Valorant's Vanguard Update Permanently Disables DMA Cheat Hardware, Riot Clarifies
Original: Valorant's new Vanguard update seems to be bricking cheaters' PCs. Riot's response: "We would not, and cannot, impact your PC's functionality" View original →
Overview
A new update to Riot's Vanguard anti-cheat system has reportedly rendered DMA (Direct Memory Access) cheat hardware permanently inoperable for Valorant cheaters. Riot has clarified that regular PC hardware is completely unaffected — only dedicated cheat devices are targeted.
What Is DMA Cheating?
DMA cheating uses external hardware — typically inserted between storage and motherboard — to read and manipulate game memory from outside the operating system, making it difficult for software-level anti-cheats to detect. It's one of the more advanced and expensive forms of cheating, popular among determined cheaters who want to avoid software-based detection.
What the Update Does
According to reports and community discussion, Vanguard's latest update targets DMA firmware directly. After triggering, the cheat hardware becomes permanently non-functional even without Valorant installed or after uninstalling Vanguard itself.
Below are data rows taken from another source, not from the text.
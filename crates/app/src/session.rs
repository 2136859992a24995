//! Headless placement loop: reads [`Command`]s from stdin, drives the
//! [`PlacementCoordinator`] resource, and writes [`Response`]s to stdout.
//!
//! Logging goes to stderr so it does not interfere with the protocol.

use std::io::{BufRead, Write};

use bevy::prelude::*;

use track_placement::{
    ModelBounds, ModelContext, PlacementCommitted, PlacementCoordinator, PlacementOutcome,
    PlacementParams, RollingStockType, ScaleApplied, ScaleClassifier,
};

use crate::protocol::{response, Command, Payload, PlacementReport, Response};

/// The model entity of the running (or last finished) session.
#[derive(Resource, Default)]
pub struct ActiveModel(pub Option<Entity>);

/// Run the command loop until `quit` or end of input. `edges` is reported
/// in the ready message.
pub fn run(app: &mut App, edges: usize) {
    app.init_resource::<ActiveModel>();
    app.update();

    let stdin = std::io::stdin();
    let mut stdout = std::io::stdout().lock();

    let strategy = app
        .world()
        .resource::<PlacementCoordinator>()
        .strategy()
        .map(|s| format!("{s:?}"));
    write_response(&mut stdout, &response(Payload::Ready { edges, strategy }));

    for line in stdin.lock().lines() {
        let line = match line {
            Ok(l) => l,
            Err(e) => {
                error!("stdin read error: {e}");
                break;
            }
        };
        if line.trim().is_empty() {
            continue;
        }

        let resp = match serde_json::from_str::<Command>(&line) {
            Ok(cmd) => process_command(cmd, app),
            Err(e) => response(Payload::Error {
                message: format!("Parse error: {e}"),
            }),
        };
        let is_goodbye = matches!(resp.payload, Payload::Goodbye);
        write_response(&mut stdout, &resp);
        if is_goodbye {
            break;
        }
    }

    info!("placement session loop shutting down");
}

fn write_response(out: &mut impl Write, resp: &Response) {
    match serde_json::to_string(resp) {
        Ok(json) => {
            let _ = writeln!(out, "{json}");
            let _ = out.flush();
        }
        Err(e) => error!("failed to serialize response: {e}"),
    }
}

pub fn process_command(cmd: Command, app: &mut App) -> Response {
    match cmd {
        Command::Start {
            bounds,
            forward_axis,
            hint,
            scale,
        } => {
            if app
                .world()
                .resource::<PlacementCoordinator>()
                .state()
                .is_terminal()
            {
                return response(Payload::Rejected {
                    reason: "previous placement not collected; send finish first".into(),
                });
            }

            let bounds = bounds
                .map(|[min, max]| ModelBounds::from_corners(Vec3::from(min), Vec3::from(max)));
            let hint = hint.as_deref().and_then(RollingStockType::from_hint);

            let explicit_scale = scale;
            let classification = match explicit_scale {
                Some(_) => None,
                None => bounds.map(|b| {
                    let params = app.world().resource::<PlacementParams>();
                    ScaleClassifier::from_params(params).classify(&b, hint)
                }),
            };
            let scale = explicit_scale
                .or(classification.map(|c| c.scale_factor))
                .unwrap_or(1.0);

            let started = app
                .world_mut()
                .resource_mut::<PlacementCoordinator>()
                .start_placement(ModelContext::new(bounds, scale, forward_axis));
            if !started {
                return response(Payload::Rejected {
                    reason: "a placement is already in progress".into(),
                });
            }

            let entity = app.world_mut().spawn(Transform::IDENTITY).id();
            app.world_mut().resource_mut::<ActiveModel>().0 = Some(entity);
            if let Some(result) = classification {
                app.world_mut().send_event(ScaleApplied { entity, result });
            } else {
                app.world_mut()
                    .entity_mut(entity)
                    .insert(Transform::from_scale(Vec3::splat(scale)));
            }
            app.update();

            response(Payload::Started {
                scale,
                detected_type: classification.and_then(|c| c.detected_type),
                notification: match (classification, explicit_scale) {
                    (Some(c), _) => c.notification(),
                    (None, Some(s)) => format!("Scale set to {s}"),
                    (None, None) => "Model size unknown; scale unchanged".into(),
                },
            })
        }

        Command::Pointer { x, y, z } => {
            let mut coordinator = app.world_mut().resource_mut::<PlacementCoordinator>();
            if !coordinator.is_placing() {
                return response(Payload::Rejected {
                    reason: "no placement in progress".into(),
                });
            }
            let preview = coordinator.update(Vec3::new(x, y, z));
            response(Payload::Preview {
                placement: preview.as_ref().map(PlacementReport::from),
            })
        }

        Command::Commit => {
            let committed = app
                .world_mut()
                .resource_mut::<PlacementCoordinator>()
                .commit();
            match committed {
                Some(result) => response(Payload::Committed {
                    placement: PlacementReport::from(&result),
                }),
                None => response(Payload::Rejected {
                    reason: "no valid placement under pointer".into(),
                }),
            }
        }

        Command::Cancel => {
            if app
                .world_mut()
                .resource_mut::<PlacementCoordinator>()
                .cancel()
            {
                response(Payload::Cancelled)
            } else {
                response(Payload::Rejected {
                    reason: "no placement in progress".into(),
                })
            }
        }

        Command::Finish => finish(app),

        Command::Quit => response(Payload::Goodbye),
    }
}

fn finish(app: &mut App) -> Response {
    let outcome = app
        .world_mut()
        .resource_mut::<PlacementCoordinator>()
        .finish();
    let entity = app.world_mut().resource_mut::<ActiveModel>().0.take();

    match (outcome, entity) {
        (Some(PlacementOutcome::Committed(result)), Some(entity)) => {
            app.world_mut()
                .send_event(PlacementCommitted { entity, result });
            app.update();
            let transform = app.world().get::<Transform>(entity).copied();
            response(Payload::Finished {
                outcome: "committed".into(),
                translation: transform.map(|t| t.translation.to_array()),
                yaw: Some(result.yaw),
            })
        }
        (Some(PlacementOutcome::Cancelled), entity) => {
            if let Some(entity) = entity {
                app.world_mut().despawn(entity);
            }
            response(Payload::Finished {
                outcome: "cancelled".into(),
                translation: None,
                yaw: None,
            })
        }
        (Some(PlacementOutcome::Committed(_)), None) => response(Payload::Error {
            message: "committed placement has no model entity".into(),
        }),
        (None, entity) => {
            app.world_mut().resource_mut::<ActiveModel>().0 = entity;
            response(Payload::Rejected {
                reason: "no finished placement to collect".into(),
            })
        }
    }
}

#[cfg(test)]
mod tests {
    use std::sync::Arc;

    use super::*;
    use track_placement::{TrackPlacementPlugin, TrackLayoutBuilder};

    fn app() -> App {
        let mut builder = TrackLayoutBuilder::new(Vec3::ZERO, Vec3::Z);
        builder.straight(1.0);
        let graph = Arc::new(builder.build().expect("valid graph"));

        let mut app = App::new();
        app.add_plugins(TrackPlacementPlugin);
        app.insert_resource(PlacementCoordinator::with_graph(graph, PlacementParams::default()));
        app.init_resource::<ActiveModel>();
        app
    }

    fn cmd(json: &str) -> Command {
        serde_json::from_str(json).expect("valid command")
    }

    #[test]
    fn test_commit_moves_model_entity() {
        let mut app = app();
        let resp = process_command(
            cmd(r#"{"cmd":"start","bounds":[[-0.1,-0.02,-0.3],[0.1,0.2,0.3]],"scale":0.12}"#),
            &mut app,
        );
        assert!(matches!(resp.payload, Payload::Started { .. }));

        let resp = process_command(cmd(r#"{"cmd":"pointer","x":0.01,"y":0,"z":0.5}"#), &mut app);
        assert!(matches!(
            resp.payload,
            Payload::Preview { placement: Some(PlacementReport { is_valid: true, .. }) }
        ));

        let resp = process_command(cmd(r#"{"cmd":"commit"}"#), &mut app);
        assert!(matches!(resp.payload, Payload::Committed { .. }));

        let resp = process_command(cmd(r#"{"cmd":"finish"}"#), &mut app);
        match resp.payload {
            Payload::Finished {
                translation: Some(t),
                ..
            } => {
                assert!(t[0].abs() < 1e-6);
                assert!((t[1] - 0.9604).abs() < 1e-6);
                assert!((t[2] - 0.5).abs() < 1e-6);
            }
            other => panic!("unexpected {other:?}"),
        }
    }

    #[test]
    fn test_commit_off_track_is_rejected() {
        let mut app = app();
        process_command(cmd(r#"{"cmd":"start"}"#), &mut app);
        process_command(cmd(r#"{"cmd":"pointer","x":0.5,"y":0,"z":0.5}"#), &mut app);
        let resp = process_command(cmd(r#"{"cmd":"commit"}"#), &mut app);
        assert!(matches!(resp.payload, Payload::Rejected { .. }));
    }

    #[test]
    fn test_cancel_despawns_model() {
        let mut app = app();
        process_command(cmd(r#"{"cmd":"start"}"#), &mut app);
        let entity = app.world().resource::<ActiveModel>().0.expect("model spawned");

        let resp = process_command(cmd(r#"{"cmd":"cancel"}"#), &mut app);
        assert!(matches!(resp.payload, Payload::Cancelled));
        process_command(cmd(r#"{"cmd":"finish"}"#), &mut app);
        assert!(!app.world().entities().contains(entity));
    }

    #[test]
    fn test_zero_size_bounds_are_still_aligned() {
        let mut app = app();
        process_command(
            cmd(r#"{"cmd":"start","bounds":[[0,-0.5,0],[0,-0.5,0]]}"#),
            &mut app,
        );
        let coordinator = app.world().resource::<PlacementCoordinator>();
        let bounds = coordinator.model().bounds.expect("zero-size bounds are kept");
        assert!(bounds.is_zero_size());
        assert_eq!(coordinator.model().scale, 1.0);

        let resp = process_command(cmd(r#"{"cmd":"pointer","x":0,"y":0,"z":0.5}"#), &mut app);
        match resp.payload {
            Payload::Preview {
                placement: Some(p),
            } => assert!((p.position[1] - (0.958 + 0.5)).abs() < 1e-6, "y={}", p.position[1]),
            other => panic!("unexpected {other:?}"),
        }
    }

    #[test]
    fn test_start_before_finish_keeps_committed_placement() {
        let mut app = app();
        process_command(
            cmd(r#"{"cmd":"start","bounds":[[-0.1,-0.02,-0.3],[0.1,0.2,0.3]],"scale":0.12}"#),
            &mut app,
        );
        let first = app.world().resource::<ActiveModel>().0.expect("model spawned");
        process_command(cmd(r#"{"cmd":"pointer","x":0,"y":0,"z":0.5}"#), &mut app);
        process_command(cmd(r#"{"cmd":"commit"}"#), &mut app);

        let resp = process_command(cmd(r#"{"cmd":"start"}"#), &mut app);
        assert!(matches!(resp.payload, Payload::Rejected { .. }));
        assert_eq!(app.world().resource::<ActiveModel>().0, Some(first));

        let resp = process_command(cmd(r#"{"cmd":"finish"}"#), &mut app);
        assert!(matches!(resp.payload, Payload::Finished { .. }));
        let transform = app.world().get::<Transform>(first).expect("first model alive");
        assert!((transform.translation.z - 0.5).abs() < 1e-6);

        let resp = process_command(cmd(r#"{"cmd":"start"}"#), &mut app);
        assert!(matches!(resp.payload, Payload::Started { .. }));
    }

    #[test]
    fn test_second_start_is_rejected() {
        let mut app = app();
        process_command(cmd(r#"{"cmd":"start"}"#), &mut app);
        let resp = process_command(cmd(r#"{"cmd":"start"}"#), &mut app);
        assert!(matches!(resp.payload, Payload::Rejected { .. }));
    }
}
The only known fix is a full Windows OS reinstall — a significant outcome for cheaters who invested hundreds of dollars in this hardware.
Riot's Clarification
Riot issued an official statement: "Vanguard does not in any way brick PCs or PC components or PC software." The company confirmed that the image circulating on social media showing "bricked" devices depicts "cheat hardware devices sold explicitly for cheating in Valorant." Riot added, "Vanguard now makes those devices worthless for Valorant, but does not in any way brick PCs."